Helios, and not FoxP3, is the marker of activated Tregs expressing GARP/LAP

Regulatory T cells (Tregs) are key players of immune regulation/dysregulation both in physiological and pathophysiological settings. Despite significant advances in understanding Treg function, there is still a pressing need to define reliable and specific markers that can distinguish different Treg subpopulations. Herein we show for the first time that markers of activated Tregs [latency associated peptide (LAP) and glycoprotein A repetitions predominant (GARP, or LRRC32)] are expressed on CD4(+)FoxP3(−) T cells expressing Helios (FoxP3(−)Helios(+)) in the steady state. Following TCR activation, GARP/LAP are up-regulated on CD4(+)Helios(+) T cells regardless of FoxP3 expression (FoxP3(+/−)Helios(+)). We show that CD4(+)GARP(+/−)LAP(+) Tregs make IL-10 immunosuppressive cytokine but not IFN-γ effector cytokine. Further characterization of FoxP3/Helios subpopulations showed that FoxP3(+)Helios(+) Tregs proliferate in vitro significantly less than FoxP3(+)Helios(−) Tregs upon TCR stimulation.

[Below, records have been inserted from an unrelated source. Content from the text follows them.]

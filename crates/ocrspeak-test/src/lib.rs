#![forbid(unsafe_code)]
#![cfg_attr(docsrs, feature(doc_cfg))]
#![doc = include_str!("../README.md")]

mod fixture;
mod mock;

pub use fixture::font_path;
pub use mock::{MockOpticalProvider, MockSpeechProvider, create_mock_services, sample_png};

Unlike FoxP3(+)Helios(−) Tregs, FoxP3(+)Helios(+) Tregs secrete IL-10 but not IFN-γ or IL-2, confirming they are bona fide Tregs with immunosuppressive characteristics. Taken together, Helios, and not FoxP3, is the marker of activated Tregs expressing GARP/LAP, and FoxP3(+)Helios(+) Tregs have more suppressive characteristics, compared with FoxP3(+)Helios(−) Tregs. Our work implies that therapeutic modalities for treating autoimmune and inflammatory diseases, allergies and graft rejection should be designed to induce and/or expand FoxP3(+)Helios(+) Tregs, while therapies against cancers or infectious diseases should avoid such expansion/induction.